→ **Problem**: Print the listing exactly.
——
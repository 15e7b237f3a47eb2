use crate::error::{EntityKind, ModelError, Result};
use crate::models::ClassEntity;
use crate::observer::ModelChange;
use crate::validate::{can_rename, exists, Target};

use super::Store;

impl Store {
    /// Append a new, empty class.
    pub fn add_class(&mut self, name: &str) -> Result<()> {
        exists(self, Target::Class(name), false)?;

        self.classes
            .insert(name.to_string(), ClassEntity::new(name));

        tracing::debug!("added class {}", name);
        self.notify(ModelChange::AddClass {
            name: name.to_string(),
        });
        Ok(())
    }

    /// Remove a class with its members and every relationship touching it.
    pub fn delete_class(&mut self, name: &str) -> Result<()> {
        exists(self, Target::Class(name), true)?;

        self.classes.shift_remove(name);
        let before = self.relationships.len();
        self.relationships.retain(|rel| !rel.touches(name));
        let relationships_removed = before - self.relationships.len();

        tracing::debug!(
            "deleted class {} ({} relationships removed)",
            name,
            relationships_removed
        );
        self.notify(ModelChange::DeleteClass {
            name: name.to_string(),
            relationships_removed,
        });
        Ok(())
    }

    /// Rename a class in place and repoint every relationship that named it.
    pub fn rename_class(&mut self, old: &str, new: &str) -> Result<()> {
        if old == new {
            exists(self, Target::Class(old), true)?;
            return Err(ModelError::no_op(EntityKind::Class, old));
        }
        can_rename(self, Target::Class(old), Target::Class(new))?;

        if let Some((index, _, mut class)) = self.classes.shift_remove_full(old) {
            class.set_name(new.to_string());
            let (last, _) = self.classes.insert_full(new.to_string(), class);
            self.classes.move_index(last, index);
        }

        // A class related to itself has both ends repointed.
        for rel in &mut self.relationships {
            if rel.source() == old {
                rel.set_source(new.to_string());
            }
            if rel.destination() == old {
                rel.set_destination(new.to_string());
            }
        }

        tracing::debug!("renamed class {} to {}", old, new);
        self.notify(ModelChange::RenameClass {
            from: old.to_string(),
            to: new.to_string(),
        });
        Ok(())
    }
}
——
→ **Output below**:
repository 15e7b237f3a47eb2
use crate::error::{EntityKind, ModelError, Result};
use crate::models::ClassEntity;
use crate::observer::ModelChange;
use crate::validate::{can_rename, exists, Target};

use super::Store;

impl Store {
    /// Append a new, empty class.
    pub fn add_class(&mut self, name: &str) -> Result<()> {
        exists(self, Target::Class(name), false)?;

        self.classes
            .insert(name.to_string(), ClassEntity::new(name));

        tracing::debug!("added class {}", name);
        self.notify(ModelChange::AddClass {
            name: name.to_string(),
        });
        Ok(())
    }

    /// Remove a class with its members and every relationship touching it.
    pub fn delete_class(&mut self, name: &str) -> Result<()> {
        exists(self, Target::Class(name), true)?;

        self.classes.shift_remove(name);
        let before = self.relationships.len();
        self.relationships.retain(|rel| !rel.touches(name));
        let relationships_removed = before - self.relationships.len();

        tracing::debug!(
            "deleted class {} ({} relationships removed)",
            name,
            relationships_removed
        );
        self.notify(ModelChange::DeleteClass {
            name: name.to_string(),
            relationships_removed,
        });
        Ok(())
    }

    /// Rename a class in place and repoint every relationship that named it.
    pub fn rename_class(&mut self, old: &str, new: &str) -> Result<()> {
        if old == new {
            exists(self, Target::Class(old), true)?;
            return Err(ModelError::no_op(EntityKind::Class, old));
        }
        can_rename(self, Target::Class(old), Target::Class(new))?;

        if let Some((index, _, mut class)) = self.classes.shift_remove_full(old) {
            class.set_name(new.to_string());
            let (last, _) = self.classes.insert_full(new.to_string(), class);
            self.classes.move_index(last, index);
        }

        // A class related to itself has both ends repointed.
        for rel in &mut self.relationships {
            if rel.source() == old {
                rel.set_source(new.to_string());
            }
            if rel.destination() == old {
                rel.set_destination(new.to_string());
            }
        }

        tracing::debug!("renamed class {} to {}", old, new);
        self.notify(ModelChange::RenameClass {
            from: old.to_string(),
            to: new.to_string(),
        });
        Ok(())
    }
}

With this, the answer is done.